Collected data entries
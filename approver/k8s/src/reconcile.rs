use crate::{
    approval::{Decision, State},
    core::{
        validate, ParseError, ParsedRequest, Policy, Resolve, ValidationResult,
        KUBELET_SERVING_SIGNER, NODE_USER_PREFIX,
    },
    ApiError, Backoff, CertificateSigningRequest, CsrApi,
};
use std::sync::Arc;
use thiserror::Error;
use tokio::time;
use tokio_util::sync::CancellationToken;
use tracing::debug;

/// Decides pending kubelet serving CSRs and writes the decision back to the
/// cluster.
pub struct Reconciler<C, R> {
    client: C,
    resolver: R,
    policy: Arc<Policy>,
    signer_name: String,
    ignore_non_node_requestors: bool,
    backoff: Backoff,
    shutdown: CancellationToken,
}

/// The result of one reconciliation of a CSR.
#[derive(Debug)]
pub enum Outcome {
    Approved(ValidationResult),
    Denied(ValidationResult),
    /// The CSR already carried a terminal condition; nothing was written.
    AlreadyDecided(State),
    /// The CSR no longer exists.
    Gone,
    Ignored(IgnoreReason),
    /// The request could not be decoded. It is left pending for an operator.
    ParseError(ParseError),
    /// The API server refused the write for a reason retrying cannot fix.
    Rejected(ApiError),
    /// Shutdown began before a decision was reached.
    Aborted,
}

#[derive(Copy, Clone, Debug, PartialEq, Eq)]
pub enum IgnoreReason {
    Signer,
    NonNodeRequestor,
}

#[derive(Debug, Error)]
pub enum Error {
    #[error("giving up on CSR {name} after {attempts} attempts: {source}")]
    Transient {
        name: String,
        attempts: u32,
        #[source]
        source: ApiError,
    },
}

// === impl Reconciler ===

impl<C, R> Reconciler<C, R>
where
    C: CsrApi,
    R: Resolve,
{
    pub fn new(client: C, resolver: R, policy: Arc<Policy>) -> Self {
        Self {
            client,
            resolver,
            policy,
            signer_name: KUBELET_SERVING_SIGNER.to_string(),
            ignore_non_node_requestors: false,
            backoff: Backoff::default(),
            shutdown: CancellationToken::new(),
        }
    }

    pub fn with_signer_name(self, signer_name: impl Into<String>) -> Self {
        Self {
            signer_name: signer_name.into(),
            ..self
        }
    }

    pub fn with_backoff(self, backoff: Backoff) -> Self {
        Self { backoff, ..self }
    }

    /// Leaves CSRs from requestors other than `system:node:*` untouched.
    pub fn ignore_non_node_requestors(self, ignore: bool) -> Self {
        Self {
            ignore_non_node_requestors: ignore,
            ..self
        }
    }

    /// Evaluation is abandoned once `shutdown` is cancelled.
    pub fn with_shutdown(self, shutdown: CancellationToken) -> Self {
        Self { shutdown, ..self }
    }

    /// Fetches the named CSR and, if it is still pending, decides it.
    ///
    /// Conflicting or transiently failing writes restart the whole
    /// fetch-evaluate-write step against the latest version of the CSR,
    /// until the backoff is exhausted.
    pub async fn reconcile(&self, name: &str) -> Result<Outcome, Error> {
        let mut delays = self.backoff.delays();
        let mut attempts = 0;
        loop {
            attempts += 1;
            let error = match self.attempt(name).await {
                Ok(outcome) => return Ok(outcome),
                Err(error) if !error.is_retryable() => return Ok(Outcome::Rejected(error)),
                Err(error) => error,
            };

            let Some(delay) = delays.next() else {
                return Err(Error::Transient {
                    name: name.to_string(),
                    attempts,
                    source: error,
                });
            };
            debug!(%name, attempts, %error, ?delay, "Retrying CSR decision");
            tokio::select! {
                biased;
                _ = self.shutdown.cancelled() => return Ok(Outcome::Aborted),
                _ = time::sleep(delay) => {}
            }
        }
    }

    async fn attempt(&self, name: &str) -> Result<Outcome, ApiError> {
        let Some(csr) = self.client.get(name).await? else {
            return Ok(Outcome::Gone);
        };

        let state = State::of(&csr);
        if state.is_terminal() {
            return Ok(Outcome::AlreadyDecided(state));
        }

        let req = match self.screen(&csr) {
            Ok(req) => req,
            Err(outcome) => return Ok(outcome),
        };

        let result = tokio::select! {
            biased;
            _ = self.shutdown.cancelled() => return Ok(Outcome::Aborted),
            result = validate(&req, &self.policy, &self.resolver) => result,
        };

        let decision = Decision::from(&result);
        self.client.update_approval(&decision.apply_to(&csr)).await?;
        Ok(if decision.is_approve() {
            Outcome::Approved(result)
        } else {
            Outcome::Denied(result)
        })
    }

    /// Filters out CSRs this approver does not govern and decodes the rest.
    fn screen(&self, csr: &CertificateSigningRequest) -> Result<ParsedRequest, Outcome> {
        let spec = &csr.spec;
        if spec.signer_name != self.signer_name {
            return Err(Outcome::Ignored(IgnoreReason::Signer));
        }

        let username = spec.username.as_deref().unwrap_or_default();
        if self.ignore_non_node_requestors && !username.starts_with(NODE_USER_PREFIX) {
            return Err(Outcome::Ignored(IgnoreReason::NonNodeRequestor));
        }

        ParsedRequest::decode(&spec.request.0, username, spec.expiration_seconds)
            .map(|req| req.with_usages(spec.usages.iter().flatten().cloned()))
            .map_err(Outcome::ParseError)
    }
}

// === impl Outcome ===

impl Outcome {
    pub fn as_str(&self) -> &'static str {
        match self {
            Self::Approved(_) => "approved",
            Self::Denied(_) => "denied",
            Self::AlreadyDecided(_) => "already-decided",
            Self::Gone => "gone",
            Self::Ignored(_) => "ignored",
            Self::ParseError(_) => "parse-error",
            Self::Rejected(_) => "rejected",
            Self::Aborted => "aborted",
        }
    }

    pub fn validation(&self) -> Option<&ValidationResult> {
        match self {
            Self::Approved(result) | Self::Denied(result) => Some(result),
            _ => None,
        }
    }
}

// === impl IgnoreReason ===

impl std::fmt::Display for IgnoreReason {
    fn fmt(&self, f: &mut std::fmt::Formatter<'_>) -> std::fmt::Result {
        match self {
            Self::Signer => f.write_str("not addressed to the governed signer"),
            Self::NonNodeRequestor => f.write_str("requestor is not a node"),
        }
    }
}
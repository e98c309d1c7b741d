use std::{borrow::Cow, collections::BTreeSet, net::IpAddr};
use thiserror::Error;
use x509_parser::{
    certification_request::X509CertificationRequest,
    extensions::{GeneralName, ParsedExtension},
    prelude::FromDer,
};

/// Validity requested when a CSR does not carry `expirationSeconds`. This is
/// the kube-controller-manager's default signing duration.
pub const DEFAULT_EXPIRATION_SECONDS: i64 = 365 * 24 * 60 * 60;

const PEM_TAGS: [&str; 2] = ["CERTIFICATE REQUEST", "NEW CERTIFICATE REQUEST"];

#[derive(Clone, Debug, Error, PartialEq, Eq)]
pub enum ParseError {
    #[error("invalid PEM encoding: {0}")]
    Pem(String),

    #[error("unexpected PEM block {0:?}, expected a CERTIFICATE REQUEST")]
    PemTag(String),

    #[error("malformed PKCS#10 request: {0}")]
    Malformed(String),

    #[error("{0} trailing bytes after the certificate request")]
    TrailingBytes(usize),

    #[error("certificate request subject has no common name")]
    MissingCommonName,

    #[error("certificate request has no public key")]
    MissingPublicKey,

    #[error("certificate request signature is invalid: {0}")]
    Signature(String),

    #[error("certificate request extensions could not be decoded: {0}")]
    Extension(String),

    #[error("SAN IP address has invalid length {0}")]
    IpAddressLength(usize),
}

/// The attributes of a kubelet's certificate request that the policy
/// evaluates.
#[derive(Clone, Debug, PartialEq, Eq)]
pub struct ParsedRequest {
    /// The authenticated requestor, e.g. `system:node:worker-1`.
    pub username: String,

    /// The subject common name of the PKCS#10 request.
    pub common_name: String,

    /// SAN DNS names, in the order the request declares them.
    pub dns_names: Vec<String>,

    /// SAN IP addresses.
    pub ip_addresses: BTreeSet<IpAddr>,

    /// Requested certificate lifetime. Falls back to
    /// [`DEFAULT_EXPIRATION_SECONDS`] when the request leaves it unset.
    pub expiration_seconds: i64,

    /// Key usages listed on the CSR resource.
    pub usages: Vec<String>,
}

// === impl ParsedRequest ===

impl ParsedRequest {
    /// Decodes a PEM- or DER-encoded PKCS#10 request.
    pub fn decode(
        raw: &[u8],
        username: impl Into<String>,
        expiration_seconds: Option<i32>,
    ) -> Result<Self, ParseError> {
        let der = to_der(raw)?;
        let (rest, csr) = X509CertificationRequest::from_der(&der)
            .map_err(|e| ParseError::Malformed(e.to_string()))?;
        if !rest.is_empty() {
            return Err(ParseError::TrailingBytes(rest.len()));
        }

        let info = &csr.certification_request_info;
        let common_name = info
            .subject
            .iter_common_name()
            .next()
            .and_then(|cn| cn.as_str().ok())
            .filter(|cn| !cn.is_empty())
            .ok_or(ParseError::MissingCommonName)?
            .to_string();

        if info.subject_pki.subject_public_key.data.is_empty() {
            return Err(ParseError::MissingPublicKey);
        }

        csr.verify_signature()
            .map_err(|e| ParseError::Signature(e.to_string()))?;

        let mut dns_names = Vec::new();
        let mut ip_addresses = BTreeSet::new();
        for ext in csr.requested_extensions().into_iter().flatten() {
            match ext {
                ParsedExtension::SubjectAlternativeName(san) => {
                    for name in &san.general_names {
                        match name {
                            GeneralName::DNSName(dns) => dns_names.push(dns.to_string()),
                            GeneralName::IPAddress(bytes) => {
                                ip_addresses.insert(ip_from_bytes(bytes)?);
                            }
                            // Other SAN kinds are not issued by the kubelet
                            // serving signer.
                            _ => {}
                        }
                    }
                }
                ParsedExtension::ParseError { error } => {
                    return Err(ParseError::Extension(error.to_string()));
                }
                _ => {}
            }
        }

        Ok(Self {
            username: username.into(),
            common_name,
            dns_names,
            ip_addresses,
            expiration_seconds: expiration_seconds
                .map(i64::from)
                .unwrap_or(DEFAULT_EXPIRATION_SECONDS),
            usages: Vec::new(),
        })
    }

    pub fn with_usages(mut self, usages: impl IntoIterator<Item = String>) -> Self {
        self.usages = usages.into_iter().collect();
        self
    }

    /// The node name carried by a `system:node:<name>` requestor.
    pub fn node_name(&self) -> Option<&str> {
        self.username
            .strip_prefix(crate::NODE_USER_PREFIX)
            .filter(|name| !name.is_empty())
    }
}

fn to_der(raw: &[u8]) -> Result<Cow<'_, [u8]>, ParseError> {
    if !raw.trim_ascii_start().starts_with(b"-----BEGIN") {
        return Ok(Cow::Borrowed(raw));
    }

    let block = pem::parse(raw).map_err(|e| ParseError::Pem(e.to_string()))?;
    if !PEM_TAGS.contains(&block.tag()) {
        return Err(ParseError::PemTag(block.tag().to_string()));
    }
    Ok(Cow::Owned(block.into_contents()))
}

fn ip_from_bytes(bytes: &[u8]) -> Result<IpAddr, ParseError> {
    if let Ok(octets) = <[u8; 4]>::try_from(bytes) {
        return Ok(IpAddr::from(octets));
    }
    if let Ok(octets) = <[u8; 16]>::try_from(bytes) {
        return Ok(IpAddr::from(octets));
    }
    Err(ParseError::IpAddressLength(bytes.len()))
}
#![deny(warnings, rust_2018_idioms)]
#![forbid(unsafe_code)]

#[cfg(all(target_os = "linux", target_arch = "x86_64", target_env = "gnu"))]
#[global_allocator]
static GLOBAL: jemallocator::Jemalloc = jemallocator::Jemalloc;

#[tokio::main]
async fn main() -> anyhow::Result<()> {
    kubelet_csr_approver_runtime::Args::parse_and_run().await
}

---

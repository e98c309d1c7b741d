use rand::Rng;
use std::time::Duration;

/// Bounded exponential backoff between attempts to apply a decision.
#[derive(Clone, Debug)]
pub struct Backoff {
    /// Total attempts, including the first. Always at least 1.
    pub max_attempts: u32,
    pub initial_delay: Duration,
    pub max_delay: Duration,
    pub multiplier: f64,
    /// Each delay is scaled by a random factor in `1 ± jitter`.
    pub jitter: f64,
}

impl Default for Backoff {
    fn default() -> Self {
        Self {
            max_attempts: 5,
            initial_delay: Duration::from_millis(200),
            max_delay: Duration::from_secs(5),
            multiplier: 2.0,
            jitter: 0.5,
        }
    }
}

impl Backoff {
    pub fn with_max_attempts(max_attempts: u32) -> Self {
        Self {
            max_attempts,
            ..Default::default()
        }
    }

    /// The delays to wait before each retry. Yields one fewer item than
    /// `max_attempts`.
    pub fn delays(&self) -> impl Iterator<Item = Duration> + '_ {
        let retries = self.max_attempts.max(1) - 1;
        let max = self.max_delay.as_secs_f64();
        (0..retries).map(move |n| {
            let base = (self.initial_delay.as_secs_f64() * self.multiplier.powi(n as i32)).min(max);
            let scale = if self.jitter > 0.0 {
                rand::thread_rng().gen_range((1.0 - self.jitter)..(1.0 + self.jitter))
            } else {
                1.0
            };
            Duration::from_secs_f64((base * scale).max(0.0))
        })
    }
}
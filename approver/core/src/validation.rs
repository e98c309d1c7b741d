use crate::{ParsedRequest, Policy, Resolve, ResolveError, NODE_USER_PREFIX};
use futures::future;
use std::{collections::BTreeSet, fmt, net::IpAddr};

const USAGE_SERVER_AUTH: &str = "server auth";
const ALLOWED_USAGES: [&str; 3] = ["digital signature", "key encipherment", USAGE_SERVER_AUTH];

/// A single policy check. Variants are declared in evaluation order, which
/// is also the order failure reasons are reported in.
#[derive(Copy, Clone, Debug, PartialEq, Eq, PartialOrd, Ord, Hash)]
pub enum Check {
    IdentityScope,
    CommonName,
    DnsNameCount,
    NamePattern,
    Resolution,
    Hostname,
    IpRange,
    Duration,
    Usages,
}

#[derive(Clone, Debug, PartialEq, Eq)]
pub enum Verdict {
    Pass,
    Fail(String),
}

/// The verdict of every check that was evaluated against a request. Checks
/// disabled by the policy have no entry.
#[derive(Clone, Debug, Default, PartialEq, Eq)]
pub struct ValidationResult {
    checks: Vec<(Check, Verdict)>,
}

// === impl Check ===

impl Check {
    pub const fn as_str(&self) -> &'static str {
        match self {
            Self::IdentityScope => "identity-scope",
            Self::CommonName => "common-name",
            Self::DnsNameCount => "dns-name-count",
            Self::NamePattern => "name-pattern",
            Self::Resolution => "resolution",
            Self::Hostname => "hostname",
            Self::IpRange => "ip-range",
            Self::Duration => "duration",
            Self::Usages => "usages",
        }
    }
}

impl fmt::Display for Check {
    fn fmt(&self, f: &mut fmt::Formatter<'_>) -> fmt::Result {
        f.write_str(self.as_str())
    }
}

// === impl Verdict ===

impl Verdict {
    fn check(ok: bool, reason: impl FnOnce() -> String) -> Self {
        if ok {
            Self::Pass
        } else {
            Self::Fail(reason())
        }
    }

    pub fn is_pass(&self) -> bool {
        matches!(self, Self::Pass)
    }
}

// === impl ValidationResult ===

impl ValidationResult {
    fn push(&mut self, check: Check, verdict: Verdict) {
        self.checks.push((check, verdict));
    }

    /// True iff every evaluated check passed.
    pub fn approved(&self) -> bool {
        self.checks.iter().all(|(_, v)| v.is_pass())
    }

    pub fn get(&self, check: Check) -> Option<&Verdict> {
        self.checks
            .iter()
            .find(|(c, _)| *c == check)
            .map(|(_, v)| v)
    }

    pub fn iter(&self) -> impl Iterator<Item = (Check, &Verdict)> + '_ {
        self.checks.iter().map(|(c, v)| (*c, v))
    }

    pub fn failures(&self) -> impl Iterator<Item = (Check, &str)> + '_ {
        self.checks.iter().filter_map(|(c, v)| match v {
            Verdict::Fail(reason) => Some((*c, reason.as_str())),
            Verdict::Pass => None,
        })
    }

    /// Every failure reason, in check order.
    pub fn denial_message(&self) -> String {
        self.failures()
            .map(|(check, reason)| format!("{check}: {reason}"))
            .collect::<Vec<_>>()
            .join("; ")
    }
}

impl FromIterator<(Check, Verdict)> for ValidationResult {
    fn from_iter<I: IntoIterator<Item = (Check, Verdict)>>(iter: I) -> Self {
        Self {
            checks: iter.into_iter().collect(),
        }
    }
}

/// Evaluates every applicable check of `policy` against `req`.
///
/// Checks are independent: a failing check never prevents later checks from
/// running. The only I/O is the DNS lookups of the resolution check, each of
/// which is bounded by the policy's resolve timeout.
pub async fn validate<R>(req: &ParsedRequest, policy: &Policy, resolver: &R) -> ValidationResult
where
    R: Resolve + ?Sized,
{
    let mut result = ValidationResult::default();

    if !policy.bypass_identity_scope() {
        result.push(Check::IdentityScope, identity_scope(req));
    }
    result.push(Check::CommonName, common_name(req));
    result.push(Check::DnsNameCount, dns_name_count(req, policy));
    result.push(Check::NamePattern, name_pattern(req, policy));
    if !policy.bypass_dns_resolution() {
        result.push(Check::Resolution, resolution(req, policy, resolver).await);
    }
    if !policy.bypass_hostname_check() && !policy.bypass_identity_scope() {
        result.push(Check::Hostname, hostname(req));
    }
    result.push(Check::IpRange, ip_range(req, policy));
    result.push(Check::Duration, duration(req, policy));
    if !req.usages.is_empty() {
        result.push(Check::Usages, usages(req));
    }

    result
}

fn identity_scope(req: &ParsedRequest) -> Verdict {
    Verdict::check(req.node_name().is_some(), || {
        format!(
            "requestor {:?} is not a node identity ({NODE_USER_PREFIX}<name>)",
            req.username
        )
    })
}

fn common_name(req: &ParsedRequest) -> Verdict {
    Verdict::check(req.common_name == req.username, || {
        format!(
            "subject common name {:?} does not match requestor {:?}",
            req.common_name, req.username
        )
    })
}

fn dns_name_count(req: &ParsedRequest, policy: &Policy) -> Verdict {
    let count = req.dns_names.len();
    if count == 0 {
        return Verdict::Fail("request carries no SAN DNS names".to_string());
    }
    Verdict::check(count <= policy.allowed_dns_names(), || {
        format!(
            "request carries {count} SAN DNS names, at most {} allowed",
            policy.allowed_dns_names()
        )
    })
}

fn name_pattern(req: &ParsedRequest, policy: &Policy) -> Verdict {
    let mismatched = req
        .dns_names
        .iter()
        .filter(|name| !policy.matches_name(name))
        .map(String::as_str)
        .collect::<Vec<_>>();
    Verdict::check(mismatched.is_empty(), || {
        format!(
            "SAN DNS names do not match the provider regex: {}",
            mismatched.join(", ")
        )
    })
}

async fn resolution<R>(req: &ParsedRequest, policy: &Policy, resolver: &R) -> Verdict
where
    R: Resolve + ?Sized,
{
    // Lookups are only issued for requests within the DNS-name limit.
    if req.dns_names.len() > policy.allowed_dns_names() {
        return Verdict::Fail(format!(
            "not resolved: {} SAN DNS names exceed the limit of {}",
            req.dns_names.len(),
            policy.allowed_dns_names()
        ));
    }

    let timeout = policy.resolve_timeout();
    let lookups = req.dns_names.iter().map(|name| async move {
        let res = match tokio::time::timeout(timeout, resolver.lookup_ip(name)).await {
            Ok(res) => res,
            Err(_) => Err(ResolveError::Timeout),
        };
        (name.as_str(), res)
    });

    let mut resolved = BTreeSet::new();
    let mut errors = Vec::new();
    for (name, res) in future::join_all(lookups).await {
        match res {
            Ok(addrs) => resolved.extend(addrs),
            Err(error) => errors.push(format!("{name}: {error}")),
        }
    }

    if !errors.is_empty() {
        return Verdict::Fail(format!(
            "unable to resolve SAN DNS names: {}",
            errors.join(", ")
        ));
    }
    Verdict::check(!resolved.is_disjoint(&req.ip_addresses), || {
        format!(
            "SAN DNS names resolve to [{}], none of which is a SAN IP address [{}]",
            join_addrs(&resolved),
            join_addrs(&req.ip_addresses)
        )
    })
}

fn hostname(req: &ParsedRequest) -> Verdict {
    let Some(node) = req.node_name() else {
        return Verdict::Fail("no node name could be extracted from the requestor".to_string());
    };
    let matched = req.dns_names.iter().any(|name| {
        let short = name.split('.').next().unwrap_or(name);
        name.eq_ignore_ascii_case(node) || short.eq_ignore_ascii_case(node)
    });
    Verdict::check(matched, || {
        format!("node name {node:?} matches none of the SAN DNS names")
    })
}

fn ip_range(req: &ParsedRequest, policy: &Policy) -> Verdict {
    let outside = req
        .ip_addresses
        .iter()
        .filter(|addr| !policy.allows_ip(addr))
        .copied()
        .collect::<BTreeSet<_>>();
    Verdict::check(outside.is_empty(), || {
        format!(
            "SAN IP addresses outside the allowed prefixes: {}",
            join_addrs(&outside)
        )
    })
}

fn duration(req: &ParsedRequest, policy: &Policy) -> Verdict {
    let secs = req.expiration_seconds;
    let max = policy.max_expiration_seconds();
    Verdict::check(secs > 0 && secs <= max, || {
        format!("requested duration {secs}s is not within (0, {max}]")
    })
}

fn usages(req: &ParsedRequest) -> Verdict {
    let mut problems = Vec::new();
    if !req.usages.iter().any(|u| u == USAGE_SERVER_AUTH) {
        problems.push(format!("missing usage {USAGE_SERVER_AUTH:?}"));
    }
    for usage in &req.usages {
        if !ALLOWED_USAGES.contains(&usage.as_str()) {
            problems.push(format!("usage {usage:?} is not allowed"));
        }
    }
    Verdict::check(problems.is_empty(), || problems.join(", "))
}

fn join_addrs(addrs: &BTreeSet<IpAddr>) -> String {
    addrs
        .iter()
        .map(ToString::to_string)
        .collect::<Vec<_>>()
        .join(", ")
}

Task instructions :: Wherever the string "IntoIterator" appears in the entries above, return the line it appears on.

Result below ::
    pub fn with_usages(mut self, usages: impl IntoIterator<Item = String>) -> Self {
    fn from_iter<I: IntoIterator<Item = (Check, Verdict)>>(iter: I) -> Self {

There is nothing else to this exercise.